# Benelli M2



## vowell462 (Dec 13, 2009)

Since my gun was stolen, it gives me an opportunity to get a new one. Anyone have an M2? Just wondering the pros and cons. Dicks has them on sale at $799. Never seen a price that low. I would like an automatic but dont want a gas gun. Just had bad luck with them in the past. Thanks fellas!


----------



## Nitro (Dec 13, 2009)

Benelli M-2 is a great shotgun.  It's not a gas operated Semi- it is "inertia" operated. (springs)...

$799.00 new is the cheapest price I have ever seen.........I would buy a couple..

I own a M-1 and a  M-2. Excellent guns.


----------



## opdog (Dec 13, 2009)

I had one and it was junk.I had a ton of problems out of it and they kept saying it needed cleaning after 50 rounds. Benelli refunded me my money and I bought an Extrema 2. I must of had a lemon???


----------



## georgiaboy (Dec 13, 2009)

I think you had a lemon.  I ran hundreds of rounds through mine without cleaning to see how long it would go.  I cleaned around 850 before a hunt out of state.  This was sporting clays all summer and fall.  

Pros: lightweight, quick handling and slim lines.  Lighter and faster than my Extrema II.  Cons: no 3.5", and slightly more felt recpil than gas guns.

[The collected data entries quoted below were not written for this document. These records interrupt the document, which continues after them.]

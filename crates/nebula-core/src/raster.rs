//! CPU implementation of [`Surface`].
//!
//! Pixels are premultiplied linear-in-value `f32` RGBA. Coverage is sampled once
//! at each pixel centre (no anti-aliasing), which keeps output exactly
//! reproducible for a given sequence of draw calls.

use crate::color::sample_stops;
use crate::surface::{CompositeMode, Paint, Surface};
use glam::{Affine2, Vec2};

#[derive(Clone, Copy, Debug)]
struct DrawState {
    transform: Affine2,
    mode: CompositeMode,
}

impl Default for DrawState {
    fn default() -> Self {
        Self {
            transform: Affine2::IDENTITY,
            mode: CompositeMode::SourceOver,
        }
    }
}

pub struct Raster {
    width: u32,
    height: u32,
    pixels: Vec<[f32; 4]>,
    state: DrawState,
    stack: Vec<DrawState>,
}

impl Raster {
    /// Transparent raster of the given size.
    pub fn new(width: u32, height: u32) -> Self {
        Self {
            width,
            height,
            pixels: vec![[0.0; 4]; width as usize * height as usize],
            state: DrawState::default(),
            stack: Vec::new(),
        }
    }

    /// Premultiplied value at `(x, y)`, or `None` outside the buffer.
    pub fn pixel(&self, x: u32, y: u32) -> Option<[f32; 4]> {
        if x < self.width && y < self.height {
            Some(self.pixels[(y * self.width + x) as usize])
        } else {
            None
        }
    }

    /// 8-bit straight-alpha RGBA at `(x, y)`.
    pub fn pixel_rgba8(&self, x: u32, y: u32) -> Option<[u8; 4]> {
        self.pixel(x, y).map(to_rgba8)
    }

    /// Copy the buffer out as tightly packed 8-bit RGBA rows.
    pub fn to_rgba8(&self) -> Vec<u8> {
        let mut out = vec![0u8; self.pixels.len() * 4];
        self.write_rgba8(&mut out);
        out
    }

    /// Write tightly packed 8-bit RGBA into `out`, which must hold `width * height * 4` bytes.
    pub fn write_rgba8(&self, out: &mut [u8]) {
        let needed = self.pixels.len() * 4;
        if out.len() < needed {
            log::warn!("[raster] output buffer too small: {} < {}", out.len(), needed);
            return;
        }
        let texels: &mut [[u8; 4]] = bytemuck::cast_slice_mut(&mut out[..needed]);
        for (dst, src) in texels.iter_mut().zip(&self.pixels) {
            *dst = to_rgba8(*src);
        }
    }

    fn fill_shape(
        &mut self,
        local_min: Vec2,
        local_max: Vec2,
        inside: impl Fn(Vec2) -> bool,
        paint: &Paint,
    ) {
        if self.width == 0 || self.height == 0 {
            return;
        }
        let m = self.state.transform;
        let det = m.matrix2.determinant();
        if !det.is_finite() || det.abs() < 1e-12 {
            return;
        }
        let inv = m.inverse();

        let corners = [
            m.transform_point2(local_min),
            m.transform_point2(Vec2::new(local_max.x, local_min.y)),
            m.transform_point2(local_max),
            m.transform_point2(Vec2::new(local_min.x, local_max.y)),
        ];
        let mut lo = corners[0];
        let mut hi = corners[0];
        for c in &corners[1..] {
            lo = lo.min(*c);
            hi = hi.max(*c);
        }
        if !lo.is_finite() || !hi.is_finite() {
            return;
        }
        let x0 = lo.x.floor().max(0.0) as u32;
        let y0 = lo.y.floor().max(0.0) as u32;
        let x1 = (hi.x.ceil().max(0.0) as u32).min(self.width);
        let y1 = (hi.y.ceil().max(0.0) as u32).min(self.height);

        let mode = self.state.mode;
        for py in y0..y1 {
            let row = (py * self.width) as usize;
            for px in x0..x1 {
                let local = inv.transform_point2(Vec2::new(px as f32 + 0.5, py as f32 + 0.5));
                if !inside(local) {
                    continue;
                }
                let src = shade(paint, local);
                if src == [0.0; 4] {
                    continue;
                }
                blend(mode, &mut self.pixels[row + px as usize], src);
            }
        }
    }
}

impl Surface for Raster {
    fn size(&self) -> (u32, u32) {
        (self.width, self.height)
    }

    fn resize(&mut self, width: u32, height: u32) {
        self.width = width;
        self.height = height;
        self.pixels = vec![[0.0; 4]; width as usize * height as usize];
    }

    fn set_composite(&mut self, mode: CompositeMode) {
        self.state.mode = mode;
    }

    fn save(&mut self) {
        self.stack.push(self.state);
    }

    fn restore(&mut self) {
        if let Some(state) = self.stack.pop() {
            self.state = state;
        }
    }

    fn reset_transform(&mut self) {
        self.state.transform = Affine2::IDENTITY;
    }

    fn translate(&mut self, x: f32, y: f32) {
        self.state.transform = self.state.transform * Affine2::from_translation(Vec2::new(x, y));
    }

    fn rotate(&mut self, radians: f32) {
        self.state.transform = self.state.transform * Affine2::from_angle(radians);
    }

    fn scale(&mut self, sx: f32, sy: f32) {
        self.state.transform = self.state.transform * Affine2::from_scale(Vec2::new(sx, sy));
    }

    fn fill_rect(&mut self, x: f32, y: f32, width: f32, height: f32, paint: &Paint) {
        let a = Vec2::new(x, y);
        let b = Vec2::new(x + width, y + height);
        let (min, max) = (a.min(b), a.max(b));
        self.fill_shape(
            min,
            max,
            |p| p.x >= min.x && p.x < max.x && p.y >= min.y && p.y < max.y,
            paint,
        );
    }

    fn fill_circle(&mut self, cx: f32, cy: f32, radius: f32, paint: &Paint) {
        if radius.is_nan() || radius <= 0.0 {
            return;
        }
        let center = Vec2::new(cx, cy);
        let r2 = radius * radius;
        self.fill_shape(
            center - Vec2::splat(radius),
            center + Vec2::splat(radius),
            |p| p.distance_squared(center) <= r2,
            paint,
        );
    }
}

/// Premultiplied source colour of `paint` at a point in local space.
fn shade(paint: &Paint, local: Vec2) -> [f32; 4] {
    match paint {
        Paint::Solid(c) => c.premultiplied(),
        Paint::Radial { radius, stops } => {
            let t = if *radius > 0.0 {
                local.length() / radius
            } else {
                1.0
            };
            sample_stops(stops, t)
        }
        Paint::Linear { from, to, stops } => {
            let dir = *to - *from;
            let len2 = dir.length_squared();
            let t = if len2 > 0.0 {
                (local - *from).dot(dir) / len2
            } else {
                0.0
            };
            sample_stops(stops, t)
        }
    }
}

/// Composite premultiplied `src` onto premultiplied `dst`.
#[inline]
pub fn blend(mode: CompositeMode, dst: &mut [f32; 4], src: [f32; 4]) {
    match mode {
        CompositeMode::SourceOver => {
            let k = 1.0 - src[3];
            for c in 0..4 {
                dst[c] = src[c] + dst[c] * k;
            }
        }
        CompositeMode::Lighter => {
            for c in 0..4 {
                dst[c] = (src[c] + dst[c]).min(1.0);
            }
        }
        // Separable screen blend folded into source-over; in premultiplied
        // form it reduces to S + D - S*D for colour and alpha alike.
        CompositeMode::Screen => {
            for c in 0..4 {
                dst[c] = src[c] + dst[c] - src[c] * dst[c];
            }
        }
    }
}

#[inline]
fn to_rgba8(p: [f32; 4]) -> [u8; 4] {
    let a = p[3].clamp(0.0, 1.0);
    if a <= 0.0 {
        return [0, 0, 0, 0];
    }
    let q = |v: f32| ((v / a).clamp(0.0, 1.0) * 255.0).round() as u8;
    [q(p[0]), q(p[1]), q(p[2]), (a * 255.0).round() as u8]
}

#[cfg(test)]
mod tests {
    use super::*;
    use crate::color::Rgb;

    #[test]
    fn screen_never_darkens() {
        let mut dst = [0.4, 0.2, 0.1, 1.0];
        blend(CompositeMode::Screen, &mut dst, [0.3, 0.3, 0.3, 0.3]);
        assert!(dst[0] >= 0.4 && dst[1] >= 0.2 && dst[2] >= 0.1);
        assert!((dst[0] - (0.3 + 0.4 - 0.12)).abs() < 1e-6);
        assert!((dst[3] - 1.0).abs() < 1e-6);
    }

    #[test]
    fn lighter_adds_and_clamps() {
        let mut dst = [0.8, 0.1, 0.0, 1.0];
        blend(CompositeMode::Lighter, &mut dst, [0.5, 0.2, 0.0, 0.5]);
        assert_eq!(dst[0], 1.0);
        assert!((dst[1] - 0.3).abs() < 1e-6);
        assert_eq!(dst[3], 1.0);
    }

    #[test]
    fn source_over_replaces_with_opaque_source() {
        let mut dst = [0.8, 0.1, 0.0, 1.0];
        blend(CompositeMode::SourceOver, &mut dst, [0.0, 0.0, 1.0, 1.0]);
        assert_eq!(dst, [0.0, 0.0, 1.0, 1.0]);
    }

    #[test]
    fn circle_covers_centre_not_corner() {
        let mut r = Raster::new(10, 10);
        r.fill_circle(5.0, 5.0, 3.0, &Paint::Solid(Rgb::new(255, 255, 255).with_alpha(1.0)));
        assert_eq!(r.pixel_rgba8(5, 5), Some([255, 255, 255, 255]));
        assert_eq!(r.pixel_rgba8(0, 0), Some([0, 0, 0, 0]));
    }

    #[test]
    fn save_restore_round_trips_transform_and_mode() {
        let mut r = Raster::new(4, 4);
        r.save();
        r.translate(100.0, 0.0);
        r.set_composite(CompositeMode::Lighter);
        r.restore();
        assert_eq!(r.state.mode, CompositeMode::SourceOver);
        r.fill_rect(0.0, 0.0, 1.0, 1.0, &Paint::Solid(Rgb::new(255, 0, 0).with_alpha(1.0)));
        assert_eq!(r.pixel_rgba8(0, 0), Some([255, 0, 0, 255]));
    }

    #[test]
    fn scaled_transform_stretches_circle_horizontally() {
        let mut r = Raster::new(40, 20);
        r.translate(20.0, 10.0);
        r.scale(2.0, 1.0);
        r.fill_circle(0.0, 0.0, 5.0, &Paint::Solid(Rgb::new(255, 255, 255).with_alpha(1.0)));
        // 8 px right of centre is inside a 10 px semi-axis, outside a 5 px one
        assert_eq!(r.pixel_rgba8(28, 10).map(|p| p[3]), Some(255));
        assert_eq!(r.pixel_rgba8(20, 17).map(|p| p[3]), Some(0));
    }

    #[test]
    fn rgba8_output_length_matches_buffer() {
        let r = Raster::new(3, 2);
        assert_eq!(r.to_rgba8().len(), 3 * 2 * 4);
    }
}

M-1s and 2s are also very easy to work on for the most part and super simple to field strip and clean.  I can tell a small difference in recoil between the M1 and M2 and for $799 you should jump on one unless you HAVE to shoot 3/5"s.


----------



## BrandenR (Dec 13, 2009)

I have the SBE II and love it, but it sounds like you are looking for a little cheaper.  Before my SBE, I had a Franchi 712.  It's made by benelli and it always operated flawlessly.  If you have to have a 3.5 inch in that price range, I would look at the Franchi 912.  I believe Bass Pro had them on sale for somewhere around that price.  Maybe a little lower.


----------



## dognducks (Dec 13, 2009)

Nitro said:


> $799.00 new is the cheapest price I have ever seen.........I would buy a couple..
> 
> I own a M-1 and a  M-2. Excellent guns.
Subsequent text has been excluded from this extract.